**Records for this task:**
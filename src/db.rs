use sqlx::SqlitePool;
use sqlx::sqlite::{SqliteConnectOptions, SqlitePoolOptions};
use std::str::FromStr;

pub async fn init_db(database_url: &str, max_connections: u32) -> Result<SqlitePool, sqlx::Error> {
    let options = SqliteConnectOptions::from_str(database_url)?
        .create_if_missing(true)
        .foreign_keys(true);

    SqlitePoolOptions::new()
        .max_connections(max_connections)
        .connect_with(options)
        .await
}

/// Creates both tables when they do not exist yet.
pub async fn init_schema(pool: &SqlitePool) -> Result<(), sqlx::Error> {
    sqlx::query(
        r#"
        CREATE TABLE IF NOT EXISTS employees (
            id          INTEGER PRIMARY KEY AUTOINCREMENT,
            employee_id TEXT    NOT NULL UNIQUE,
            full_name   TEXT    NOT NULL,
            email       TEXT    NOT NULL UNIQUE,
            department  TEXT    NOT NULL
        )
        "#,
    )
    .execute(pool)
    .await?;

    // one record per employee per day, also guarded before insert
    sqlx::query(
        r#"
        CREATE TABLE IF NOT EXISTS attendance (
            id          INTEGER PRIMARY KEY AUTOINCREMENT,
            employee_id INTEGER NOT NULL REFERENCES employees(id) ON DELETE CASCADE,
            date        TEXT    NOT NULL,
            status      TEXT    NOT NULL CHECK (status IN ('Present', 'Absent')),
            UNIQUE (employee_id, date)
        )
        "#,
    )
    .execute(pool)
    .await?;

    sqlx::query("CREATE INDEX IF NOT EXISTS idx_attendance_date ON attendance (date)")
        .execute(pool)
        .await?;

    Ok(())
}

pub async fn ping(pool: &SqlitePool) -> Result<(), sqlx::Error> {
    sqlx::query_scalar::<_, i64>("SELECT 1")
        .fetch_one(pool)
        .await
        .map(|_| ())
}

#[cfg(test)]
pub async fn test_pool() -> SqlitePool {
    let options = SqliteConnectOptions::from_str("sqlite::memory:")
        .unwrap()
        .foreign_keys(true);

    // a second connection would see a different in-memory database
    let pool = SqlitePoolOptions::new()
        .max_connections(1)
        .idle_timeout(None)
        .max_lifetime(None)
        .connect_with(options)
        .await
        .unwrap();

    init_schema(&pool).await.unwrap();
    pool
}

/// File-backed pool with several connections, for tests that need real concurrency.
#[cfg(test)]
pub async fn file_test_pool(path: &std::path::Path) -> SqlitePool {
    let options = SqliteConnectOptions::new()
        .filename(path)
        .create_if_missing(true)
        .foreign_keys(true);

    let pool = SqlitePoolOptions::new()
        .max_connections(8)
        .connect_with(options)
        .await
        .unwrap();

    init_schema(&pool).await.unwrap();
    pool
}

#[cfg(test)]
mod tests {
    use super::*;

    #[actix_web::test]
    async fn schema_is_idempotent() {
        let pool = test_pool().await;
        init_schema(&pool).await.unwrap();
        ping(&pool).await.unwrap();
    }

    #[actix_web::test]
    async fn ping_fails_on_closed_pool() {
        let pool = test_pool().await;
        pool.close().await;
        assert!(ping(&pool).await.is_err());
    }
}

**Instructions to follow:** Copy out, from the records above, every line that holds the string "employees".

**Solution to the exercise:**
        CREATE TABLE IF NOT EXISTS employees (
            employee_id INTEGER NOT NULL REFERENCES employees(id) ON DELETE CASCADE,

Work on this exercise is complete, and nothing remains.